WORK ITEM –
Your task is to output all the records below, word for word.

RECORD EXTRACTS Block Start

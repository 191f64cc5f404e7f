//! Static device and job catalogs.
//!
//! Both catalogs are immutable. The job queue is seeded from [`JOBS`] and
//! topped up with random draws from it whenever it runs dry.

use rand::Rng;
use serde::Serialize;

use crate::error::CoreError;
use crate::types::{Credits, SpeedMultiplier};

// ---------------------------------------------------------------------------
// Types
// ---------------------------------------------------------------------------

/// A virtual compute accelerator the node can "run" on.
#[derive(Debug, Clone, Copy, PartialEq, Eq, Serialize)]
pub struct DeviceProfile {
    pub id: &'static str,
    pub name: &'static str,
    pub power_draw_watts: u32,
    /// Scales both per-step wait (inversely) and settled reward.
    pub speed: SpeedMultiplier,
}

/// A unit of simulated work.
#[derive(Debug, Clone, Copy, PartialEq, Eq, Serialize)]
pub struct JobDescriptor {
    pub id: &'static str,
    pub name: &'static str,
    /// Informational only; training always runs a fixed step count.
    pub nominal_duration_secs: u32,
    pub base_reward: Credits,
}

// ---------------------------------------------------------------------------
// Catalogs
// ---------------------------------------------------------------------------

/// Device used when nothing has been selected yet.
pub const DEFAULT_DEVICE_ID: &str = "rtx-4090";

pub static DEVICES: &[DeviceProfile] = &[
    DeviceProfile {
        id: "m2-macbook",
        name: "M2 MacBook",
        power_draw_watts: 30,
        speed: SpeedMultiplier::from_hundredths(30),
    },
    DeviceProfile {
        id: "rtx-3060",
        name: "RTX 3060",
        power_draw_watts: 170,
        speed: SpeedMultiplier::from_hundredths(50),
    },
    DeviceProfile {
        id: "rtx-4090",
        name: "RTX 4090",
        power_draw_watts: 450,
        speed: SpeedMultiplier::from_hundredths(100),
    },
    DeviceProfile {
        id: "a100",
        name: "A100",
        power_draw_watts: 400,
        speed: SpeedMultiplier::from_hundredths(110),
    },
    DeviceProfile {
        id: "h100",
        name: "H100",
        power_draw_watts: 700,
        speed: SpeedMultiplier::from_hundredths(120),
    },
];

pub static JOBS: &[JobDescriptor] = &[
    JobDescriptor {
        id: "llama-7b-finetune",
        name: "Fine-tune Llama-7B",
        nominal_duration_secs: 12,
        base_reward: Credits::from_millis(2_500),
    },
    JobDescriptor {
        id: "sd-proof",
        name: "Stable Diffusion Proof",
        nominal_duration_secs: 6,
        base_reward: Credits::from_millis(800),
    },
    JobDescriptor {
        id: "resnet-shard",
        name: "ResNet-50 Training Shard",
        nominal_duration_secs: 8,
        base_reward: Credits::from_millis(1_200),
    },
    JobDescriptor {
        id: "mistral-inference",
        name: "Mistral-7B Inference Batch",
        nominal_duration_secs: 4,
        base_reward: Credits::from_millis(500),
    },
    JobDescriptor {
        id: "whisper-eval",
        name: "Whisper Eval Sweep",
        nominal_duration_secs: 5,
        base_reward: Credits::from_millis(600),
    },
];

/// Fewest jobs appended by one refill.
pub const REFILL_MIN_JOBS: usize = 1;
/// Most jobs appended by one refill.
pub const REFILL_MAX_JOBS: usize = 3;

// ---------------------------------------------------------------------------
// Lookups
// ---------------------------------------------------------------------------

pub fn find_device(id: &str) -> Result<DeviceProfile, CoreError> {
    DEVICES
        .iter()
        .find(|d| d.id == id)
        .copied()
        .ok_or_else(|| CoreError::UnknownDevice(id.to_string()))
}

pub fn find_job(id: &str) -> Result<JobDescriptor, CoreError> {
    JOBS.iter()
        .find(|j| j.id == id)
        .copied()
        .ok_or_else(|| CoreError::UnknownJob(id.to_string()))
}

pub fn default_device() -> DeviceProfile {
    // DEFAULT_DEVICE_ID is always present in DEVICES.
    find_device(DEFAULT_DEVICE_ID).unwrap_or(DEVICES[0])
}

/// The queue a fresh session starts with: every job, in catalog order.
pub fn initial_queue() -> Vec<JobDescriptor> {
    JOBS.to_vec()
}

/// Draw a refill batch of [`REFILL_MIN_JOBS`]..=[`REFILL_MAX_JOBS`] jobs,
/// each chosen uniformly (with replacement) from [`JOBS`].
pub fn draw_refill<R: Rng + ?Sized>(rng: &mut R) -> Vec<JobDescriptor> {
    let count = rng.random_range(REFILL_MIN_JOBS..=REFILL_MAX_JOBS);
    (0..count)
        .map(|_| JOBS[rng.random_range(0..JOBS.len())])
        .collect()
}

RECORD EXTRACTS Block End

TASK ANSWER –
repository 191f64cc5f404e7f
//! Static device and job catalogs.
//!
//! Both catalogs are immutable. The job queue is seeded from [`JOBS`] and
//! topped up with random draws from it whenever it runs dry.

use rand::Rng;
use serde::Serialize;

use crate::error::CoreError;
use crate::types::{Credits, SpeedMultiplier};

// ---------------------------------------------------------------------------
// Types
// ---------------------------------------------------------------------------

/// A virtual compute accelerator the node can "run" on.
#[derive(Debug, Clone, Copy, PartialEq, Eq, Serialize)]
pub struct DeviceProfile {
    pub id: &'static str,
    pub name: &'static str,
    pub power_draw_watts: u32,
    /// Scales both per-step wait (inversely) and settled reward.
    pub speed: SpeedMultiplier,
}

/// A unit of simulated work.
#[derive(Debug, Clone, Copy, PartialEq, Eq, Serialize)]
pub struct JobDescriptor {
    pub id: &'static str,
    pub name: &'static str,
    /// Informational only; training always runs a fixed step count.
    pub nominal_duration_secs: u32,
    pub base_reward: Credits,
}

// ---------------------------------------------------------------------------
// Catalogs
// ---------------------------------------------------------------------------

/// Device used when nothing has been selected yet.
pub const DEFAULT_DEVICE_ID: &str = "rtx-4090";

pub static DEVICES: &[DeviceProfile] = &[
    DeviceProfile {
        id: "m2-macbook",
        name: "M2 MacBook",
        power_draw_watts: 30,
        speed: SpeedMultiplier::from_hundredths(30),
    },
    DeviceProfile {
        id: "rtx-3060",
        name: "RTX 3060",
        power_draw_watts: 170,
        speed: SpeedMultiplier::from_hundredths(50),
    },
    DeviceProfile {
        id: "rtx-4090",
        name: "RTX 4090",
        power_draw_watts: 450,
        speed: SpeedMultiplier::from_hundredths(100),
    },
    DeviceProfile {
        id: "a100",
        name: "A100",
        power_draw_watts: 400,
        speed: SpeedMultiplier::from_hundredths(110),
    },
    DeviceProfile {
        id: "h100",
        name: "H100",
        power_draw_watts: 700,
        speed: SpeedMultiplier::from_hundredths(120),
    },
];

pub static JOBS: &[JobDescriptor] = &[
    JobDescriptor {
        id: "llama-7b-finetune",
        name: "Fine-tune Llama-7B",
        nominal_duration_secs: 12,
        base_reward: Credits::from_millis(2_500),
    },
    JobDescriptor {
        id: "sd-proof",
        name: "Stable Diffusion Proof",
        nominal_duration_secs: 6,
        base_reward: Credits::from_millis(800),
    },
    JobDescriptor {
        id: "resnet-shard",
        name: "ResNet-50 Training Shard",
        nominal_duration_secs: 8,
        base_reward: Credits::from_millis(1_200),
    },
    JobDescriptor {
        id: "mistral-inference",
        name: "Mistral-7B Inference Batch",
        nominal_duration_secs: 4,
        base_reward: Credits::from_millis(500),
    },
    JobDescriptor {
        id: "whisper-eval",
        name: "Whisper Eval Sweep",
        nominal_duration_secs: 5,
        base_reward: Credits::from_millis(600),
    },
];

/// Fewest jobs appended by one refill.
pub const REFILL_MIN_JOBS: usize = 1;
/// Most jobs appended by one refill.
pub const REFILL_MAX_JOBS: usize = 3;

// ---------------------------------------------------------------------------
// Lookups
// ---------------------------------------------------------------------------

pub fn find_device(id: &str) -> Result<DeviceProfile, CoreError> {
    DEVICES
        .iter()
        .find(|d| d.id == id)
        .copied()
        .ok_or_else(|| CoreError::UnknownDevice(id.to_string()))
}

pub fn find_job(id: &str) -> Result<JobDescriptor, CoreError> {
    JOBS.iter()
        .find(|j| j.id == id)
        .copied()
        .ok_or_else(|| CoreError::UnknownJob(id.to_string()))
}

pub fn default_device() -> DeviceProfile {
    // DEFAULT_DEVICE_ID is always present in DEVICES.
    find_device(DEFAULT_DEVICE_ID).unwrap_or(DEVICES[0])
}

/// The queue a fresh session starts with: every job, in catalog order.
pub fn initial_queue() -> Vec<JobDescriptor> {
    JOBS.to_vec()
}

/// Draw a refill batch of [`REFILL_MIN_JOBS`]..=[`REFILL_MAX_JOBS`] jobs,
/// each chosen uniformly (with replacement) from [`JOBS`].
pub fn draw_refill<R: Rng + ?Sized>(rng: &mut R) -> Vec<JobDescriptor> {
    let count = rng.random_range(REFILL_MIN_JOBS..=REFILL_MAX_JOBS);
    (0..count)
        .map(|_| JOBS[rng.random_range(0..JOBS.len())])
        .collect()
}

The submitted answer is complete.